§ Recorded information
//! Vertical pass: floor and ceiling probes, walkable-slope classification,
//! one-way platforms, and jump bookkeeping.

use bevy::prelude::*;

use super::bounds::Bounds;
use super::contact::TickContacts;
use super::probe::Probe;
use super::state::ActorState;
use crate::error::QueryError;
use crate::geometry::{sign, slope_angle};
use crate::query::{PlatformLookup, SceneQuery};

#[derive(Debug, Clone, Copy, PartialEq)]
pub(crate) struct VerticalOutcome {
    /// Final vector of the pass. Its `y` is the realized vertical travel,
    /// its `x` any push off a steep slope.
    pub delta: Vec2,
    /// Everything translated during the pass, including skin corrections.
    pub displacement: Vec2,
}

/// Whether probe `index` of a `last`-indexed row should consider a one-way
/// platform with the given slope. On slopes only the probe at the platform's
/// lower side counts, so the actor does not catch on the rising edge.
pub(crate) fn samples_platform(slope: f32, index: u32, last: u32) -> bool {
    slope == 0.0 || (slope > 0.0 && index == last) || (slope < 0.0 && index == 0)
}

/// Resolves the vertical part of a tick and translates the actor.
pub(crate) fn resolve_vertical<Q, P>(
    probe: &Probe<'_, Q, P>,
    state: &mut ActorState,
    contacts: &mut TickContacts,
    delta: Vec2,
) -> Result<VerticalOutcome, QueryError>
where
    Q: SceneQuery + ?Sized,
    P: PlatformLookup + ?Sized,
{
    let config = probe.config;
    let skin = config.skin_width;
    let bounds = Bounds::compute(state.position, &config.extents(), state.crouching);

    // No vertical motion still probes the ground so a resting actor stays grounded.
    let dir = if delta.y > 0.0 { 1.0 } else { -1.0 };
    let direction = if dir > 0.0 { Dir2::Y } else { Dir2::NEG_Y };
    let mut travel = delta.y.abs();
    let mut lateral = delta.x;

    if state.leave_ground() {
        debug!(
            "Left ground at {:?}, jumps_remaining={}",
            state.position, state.jumps_remaining
        );
    }

    let edge = if dir < 0.0 { bounds.down } else { bounds.up };
    let last = config.horizontal_rays + 1;
    let mut ignore_platform_next = false;

    for index in 0..=last {
        let x = bounds.left + bounds.width() * index as f32 / last as f32;
        let origin = Vec2::new(x, edge - skin * dir);

        let reach = 2.0 * skin + config.ground_slack + travel;
        if let Some(hit) = probe.cast(origin, direction, reach, config.solid_layers())? {
            travel = travel.min(hit.distance - 2.0 * skin);
            contacts.offer_surface(probe.contact(&hit));
            if dir < 0.0 {
                let slope = slope_angle(hit.normal);
                if slope.abs() >= config.slope_limit {
                    lateral -= sign(slope) * config.steep_slope_push;
                    contacts.offer_obstruction(probe.contact(&hit));
                } else {
                    state.land(config.jump_limit);
                }
            }
        }

        if dir > 0.0 {
            continue;
        }
        let reach = 2.0 * skin + config.ground_slack + travel;
        let Some(hit) = probe.cast(origin, direction, reach, config.platform_layers())? else {
            continue;
        };
        let slope = slope_angle(hit.normal);
        if !samples_platform(slope, index, last) {
            continue;
        }
        let go_down = probe
            .platforms
            .platform(hit.body)
            .is_none_or(|platform| platform.go_down);
        if !state.ignore_platform || !go_down {
            travel = travel.min(hit.distance - 2.0 * skin);
            state.land(config.jump_limit);
            contacts.offer_surface(probe.contact(&hit));
        } else {
            ignore_platform_next = true;
        }
    }

    if state.ignore_platform && !ignore_platform_next {
        debug!("Cleared one-way platform at {:?}", state.position);
    }
    state.ignore_platform = ignore_platform_next;

    // A negative residual means the actor sits inside the skin; back it out now.
    let mut displacement = Vec2::ZERO;
    if travel < 0.0 {
        let correction = Vec2::new(0.0, travel * dir);
        state.translate(correction);
        displacement += correction;
        travel = 0.0;
    }

    let delta = Vec2::new(lateral, travel * dir);
    state.translate(delta);
    displacement += delta;

    Ok(VerticalOutcome {
        delta,
        displacement,
    })
}
//! Controller configuration: defaults, validation, and RON/JSON loading.

use std::fs;
use std::path::Path;

use avian2d::prelude::LayerMask;
use ron::Options;
use serde::{Deserialize, Serialize};

use super::bounds::Extents;
use crate::error::{ConfigError, ConfigLoadError};

/// Every option the controller recognizes.
///
/// Extents are distances from the actor's position to each edge of its box.
#[derive(Debug, Clone, PartialEq, Serialize, Deserialize)]
#[serde(default)]
pub struct ControllerConfig {
    pub left_extent: f32,
    pub right_extent: f32,
    pub lower_extent: f32,
    pub upper_extent: f32,
    pub upper_extent_crouching: f32,
    /// Inward margin kept between the box and any surface.
    pub skin_width: f32,
    /// Extra reach of ground probes beyond the skin.
    pub ground_slack: f32,
    /// Horizontal push applied when landing on a slope steeper than the limit.
    pub steep_slope_push: f32,

    /// Blend factor toward the target horizontal velocity, per tick.
    pub acceleration: f32,
    /// Steepest walkable slope, in degrees.
    pub slope_limit: f32,
    pub jump_limit: u32,
    pub turn_while_jumping: bool,
    /// Horizontal velocity retained per tick while airborne without turn control.
    pub air_friction: f32,

    pub horizontal_rays: u32,
    pub vertical_rays: u32,

    pub player_mask: u32,
    pub platform_mask: u32,
    pub default_mask: u32,
}

impl Default for ControllerConfig {
    fn default() -> Self {
        Self {
            left_extent: 0.5,
            right_extent: 0.5,
            lower_extent: 0.8,
            upper_extent: 0.8,
            upper_extent_crouching: 0.0,
            skin_width: 0.015,
            ground_slack: 0.03,
            steep_slope_push: 0.025,
            acceleration: 0.25,
            slope_limit: 50.0,
            jump_limit: 2,
            turn_while_jumping: true,
            air_friction: 0.98,
            horizontal_rays: 5,
            vertical_rays: 5,
            player_mask: 1 << 8,
            platform_mask: 1 << 9,
            default_mask: 1 << 0,
        }
    }
}

impl ControllerConfig {
    pub fn extents(&self) -> Extents {
        Extents {
            left: self.left_extent,
            right: self.right_extent,
            up: self.upper_extent,
            up_crouching: self.upper_extent_crouching,
            down: self.lower_extent,
        }
    }

    /// Solid terrain: walls, floors, ceilings.
    pub fn solid_layers(&self) -> LayerMask {
        LayerMask(self.default_mask)
    }

    pub fn platform_layers(&self) -> LayerMask {
        LayerMask(self.platform_mask)
    }

    /// Anything the actor can stand on.
    pub fn walkable_layers(&self) -> LayerMask {
        LayerMask(self.default_mask | self.platform_mask)
    }

    pub fn player_layers(&self) -> LayerMask {
        LayerMask(self.player_mask)
    }

    /// Check the options against each other. Returns the first problem found.
    pub fn validate(&self) -> Result<(), ConfigError> {
        let floats = [
            ("left_extent", self.left_extent),
            ("right_extent", self.right_extent),
            ("lower_extent", self.lower_extent),
            ("upper_extent", self.upper_extent),
            ("upper_extent_crouching", self.upper_extent_crouching),
            ("skin_width", self.skin_width),
            ("ground_slack", self.ground_slack),
            ("steep_slope_push", self.steep_slope_push),
            ("acceleration", self.acceleration),
            ("slope_limit", self.slope_limit),
            ("air_friction", self.air_friction),
        ];
        for (field, value) in floats {
            if !value.is_finite() {
                return Err(ConfigError::NonFinite { field, value });
            }
        }

        let skin = self.skin_width;
        if skin <= 0.0 {
            return Err(ConfigError::NonPositiveSkin(skin));
        }
        for (field, extent) in [
            ("left_extent", self.left_extent),
            ("right_extent", self.right_extent),
            ("lower_extent", self.lower_extent),
            ("upper_extent", self.upper_extent),
        ] {
            if extent <= skin {
                return Err(ConfigError::SkinTooWide {
                    field,
                    extent,
                    skin,
                });
            }
        }

        let upper_crouch = self.upper_extent_crouching;
        if upper_crouch < 0.0
            || upper_crouch + skin >= self.upper_extent
            || self.lower_extent + upper_crouch <= skin
        {
            return Err(ConfigError::CrouchExtent {
                upper_crouch,
                upper: self.upper_extent,
                skin,
            });
        }

        check_range("acceleration", self.acceleration, 0.0, 1.0)?;
        check_range("air_friction", self.air_friction, 0.0, 1.0)?;
        check_range("slope_limit", self.slope_limit, 1.0, 90.0)?;
        check_range("jump_limit", self.jump_limit as f32, 1.0, 10.0)?;
        check_range("horizontal_rays", self.horizontal_rays as f32, 2.0, 20.0)?;
        check_range("vertical_rays", self.vertical_rays as f32, 2.0, 20.0)?;
        if self.ground_slack <= 0.0 {
            return Err(ConfigError::OutOfRange {
                field: "ground_slack",
                value: self.ground_slack,
                min: f32::MIN_POSITIVE,
                max: f32::MAX,
            });
        }
        if self.steep_slope_push < 0.0 {
            return Err(ConfigError::OutOfRange {
                field: "steep_slope_push",
                value: self.steep_slope_push,
                min: 0.0,
                max: f32::MAX,
            });
        }

        let probes = self.default_mask | self.platform_mask;
        if self.player_mask & probes != 0 {
            return Err(ConfigError::OverlappingMasks {
                player: self.player_mask,
                probes,
            });
        }

        Ok(())
    }

    /// Load from a `.ron` or `.json` file, chosen by extension.
    pub fn load(path: &Path) -> Result<Self, ConfigLoadError> {
        let extension = path
            .extension()
            .and_then(|ext| ext.to_str())
            .map(str::to_ascii_lowercase);
        if !matches!(extension.as_deref(), Some("ron" | "json")) {
            return Err(ConfigLoadError::UnsupportedFormat(path.to_path_buf()));
        }

        let contents = fs::read_to_string(path).map_err(|source| ConfigLoadError::Io {
            path: path.to_path_buf(),
            source,
        })?;

        let file = path.display().to_string();
        let parsed = match extension.as_deref() {
            Some("json") => Self::from_json_str(&contents),
            _ => Self::from_ron_str(&contents),
        };
        parsed.map_err(|err| match err {
            ConfigLoadError::Parse { message, .. } => ConfigLoadError::Parse { file, message },
            other => other,
        })
    }

    pub fn from_ron_str(contents: &str) -> Result<Self, ConfigLoadError> {
        ron_options()
            .from_str(contents)
            .map_err(|e| ConfigLoadError::Parse {
                file: "<ron>".to_string(),
                message: e.to_string(),
            })
    }

    pub fn from_json_str(contents: &str) -> Result<Self, ConfigLoadError> {
        serde_json::from_str(contents).map_err(|e| ConfigLoadError::Parse {
            file: "<json>".to_string(),
            message: e.to_string(),
        })
    }
}

fn check_range(field: &'static str, value: f32, min: f32, max: f32) -> Result<(), ConfigError> {
    if (min..=max).contains(&value) {
        Ok(())
    } else {
        Err(ConfigError::OutOfRange {
            field,
            value,
            min,
            max,
        })
    }
}

/// Same RON extensions the content files are written with.
fn ron_options() -> Options {
    Options::default().with_default_extension(ron::extensions::Extensions::IMPLICIT_SOME)
}
//! Movement domain: tuning, input, and controller settings resources.

use std::path::Path;

use bevy::prelude::*;

use crate::controller::{ControllerConfig, FloatyGravity, TaperedSlopeVelocity};

pub const CONTROLLER_CONFIG_PATH: &str = "assets/data/controller.ron";

#[derive(Resource, Debug, Clone)]
pub struct ControlTuning {
    pub max_speed: f32,
    pub crouch_speed: f32,
    pub jump_velocity: f32,
    pub gravity: FloatyGravity,
    pub slope_velocity: TaperedSlopeVelocity,
    /// Carry velocity applied while touching a conveyor.
    pub conveyor_velocity: f32,
    /// Horizontal velocity multiplier when bouncing off a springy wall.
    pub bounce_factor: f32,
    /// Steepest slope, in degrees, that still counts as a springy wall.
    pub bounce_min_slope: f32,
    /// Camera catch-up rate per second.
    pub camera_follow_rate: f32,
}

impl Default for ControlTuning {
    fn default() -> Self {
        Self {
            max_speed: 8.0,
            crouch_speed: 4.0,
            jump_velocity: 10.0,
            gravity: FloatyGravity::default(),
            slope_velocity: TaperedSlopeVelocity::default(),
            conveyor_velocity: -5.0,
            bounce_factor: 28.0,
            bounce_min_slope: 89.0,
            camera_follow_rate: 6.0,
        }
    }
}

impl ControlTuning {
    pub fn target_speed(&self, axis_x: f32, crouching: bool) -> f32 {
        let max = if crouching {
            self.crouch_speed
        } else {
            self.max_speed
        };
        axis_x * max
    }
}

#[derive(Resource, Debug, Default)]
pub struct ControlInput {
    pub axis_x: f32,
    pub jump_just_pressed: bool,
    pub jump_held: bool,
    pub crouch: bool,
    pub drop_through: bool,
    pub respawn: bool,
}

/// Controller options every spawned actor starts from.
#[derive(Resource, Debug, Clone, Default)]
pub struct ControllerSettings {
    pub config: ControllerConfig,
}

impl ControllerSettings {
    /// Read and validate the options at `path`, falling back to defaults.
    pub fn load_or_default(path: &Path) -> Self {
        let config = match ControllerConfig::load(path) {
            Ok(config) => config,
            Err(err) => {
                warn!("Using default controller config: {}", err);
                return Self::default();
            }
        };
        if let Err(err) = config.validate() {
            warn!(
                "Controller config {} rejected ({}), using defaults",
                path.display(),
                err
            );
            return Self::default();
        }
        info!("Loaded controller config from {}", path.display());
        Self { config }
    }
}
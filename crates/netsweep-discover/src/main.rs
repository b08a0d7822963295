//! CLI entry point for a single netsweep discovery run.

use clap::Parser;

use netsweep_core::Settings;
use netsweep_ipam::IpamClient;

use netsweep_discover::archive::CommandArchiver;
use netsweep_discover::pipeline::{Pipeline, RunOptions};
use netsweep_discover::results::ScanDirectory;
use netsweep_discover::scanner::NmapScanner;
use netsweep_discover::telemetry;

#[derive(Parser)]
#[command(name = "netsweep-discover")]
#[command(about = "Scan IPAM prefixes tagged for discovery and publish the hosts found")]
struct Cli {
    /// Settings file prefix (default: config, i.e. config.toml).
    #[arg(short, long, default_value = "config")]
    config: String,

    /// Scan and parse, but do not publish or archive.
    #[arg(long)]
    dry_run: bool,

    /// Publish, but leave scan documents in place.
    #[arg(long)]
    skip_archive: bool,
}

#[tokio::main]
async fn main() -> anyhow::Result<()> {
    let cli = Cli::parse();
    let settings = Settings::load(&cli.config)?;
    telemetry::init(&settings.logging)?;

    let ipam = IpamClient::new(&settings.api, &settings.publish)?;
    let scanner = NmapScanner::new(&settings.nmap_script);
    let results = ScanDirectory::new(&settings.nmap_script);
    let archiver = CommandArchiver::new(&settings.archive);

    let options = RunOptions {
        dry_run: cli.dry_run,
        skip_archive: cli.skip_archive,
    };
    let pipeline = Pipeline::new(&ipam, &scanner, &results, &ipam, &archiver, options);
    let report = pipeline.run().await;

    tracing::info!(
        run_id = %report.run_id,
        outcome = ?report.outcome,
        elapsed_ms = (report.finished_at - report.started_at).num_milliseconds(),
        "Discovery run finished"
    );

    Ok(())
}
//! Scanner process wrapper.
//!
//! Runs the configured scanner once per prefix via `tokio::process::Command`,
//! one at a time. The scanner writes its documents into the scan directory
//! itself; only the exit status is used here.

use std::time::{Duration, Instant};

use async_trait::async_trait;
use tokio::process::Command;

use netsweep_core::config::ScannerSettings;
use netsweep_core::Prefix;

use crate::error::{DiscoverError, Result};
use crate::pipeline::ScanRunner;

/// Result of one successful scanner invocation.
#[derive(Debug)]
pub struct ScanOutput {
    pub prefix: Prefix,
    pub stdout: String,
    pub duration: Duration,
}

/// Wrapper around the scanner executable.
pub struct NmapScanner {
    command: String,
    args: Vec<String>,
}

impl NmapScanner {
    pub fn new(settings: &ScannerSettings) -> Self {
        Self {
            command: settings.script_name.clone(),
            args: settings.args.clone(),
        }
    }

    /// Scan one prefix: `<command> [args...] <prefix>`.
    ///
    /// Succeeds only if the process exits with code 0.
    pub async fn scan(&self, prefix: &Prefix) -> Result<ScanOutput> {
        let start = Instant::now();
        tracing::info!(prefix = %prefix, "Starting scan");

        let output = Command::new(&self.command)
            .args(&self.args)
            .arg(prefix.as_str())
            .output()
            .await
            .map_err(|source| DiscoverError::ScannerSpawn {
                command: self.command.clone(),
                source,
            })?;

        if !output.status.success() {
            return Err(DiscoverError::ScannerFailed {
                code: output.status.code().unwrap_or(-1),
                stderr: String::from_utf8_lossy(&output.stderr).trim().to_string(),
            });
        }

        Ok(ScanOutput {
            prefix: prefix.clone(),
            stdout: String::from_utf8_lossy(&output.stdout).into_owned(),
            duration: start.elapsed(),
        })
    }
}

#[async_trait]
impl ScanRunner for NmapScanner {
    async fn run_scans(&self, prefixes: &[Prefix]) -> Result<Vec<Prefix>> {
        let mut completed = Vec::with_capacity(prefixes.len());

        for prefix in prefixes {
            match self.scan(prefix).await {
                Ok(output) => {
                    tracing::info!(
                        prefix = %output.prefix,
                        duration_ms = output.duration.as_millis(),
                        "Scan complete"
                    );
                    tracing::debug!(prefix = %output.prefix, stdout = %output.stdout, "Scanner output");
                    completed.push(output.prefix);
                }
                Err(DiscoverError::ScannerFailed { code, stderr }) => {
                    tracing::error!(prefix = %prefix, exit_code = code, stderr = %stderr, "Scan failed");
                }
                Err(e) => {
                    tracing::error!(prefix = %prefix, error = %e, "Scan failed");
                }
            }
        }

        if completed.is_empty() {
            tracing::error!(attempted = prefixes.len(), "No scans completed");
            return Err(DiscoverError::NoScansCompleted {
                attempted: prefixes.len(),
            });
        }

        tracing::info!(
            attempted = prefixes.len(),
            completed = completed.len(),
            "Scans finished"
        );
        Ok(completed)
    }
}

§ Your instructions
Copy each line from the records above that includes the string "attempted".

§ Written solution
            tracing::error!(attempted = prefixes.len(), "No scans completed");
                attempted: prefixes.len(),
            attempted = prefixes.len(),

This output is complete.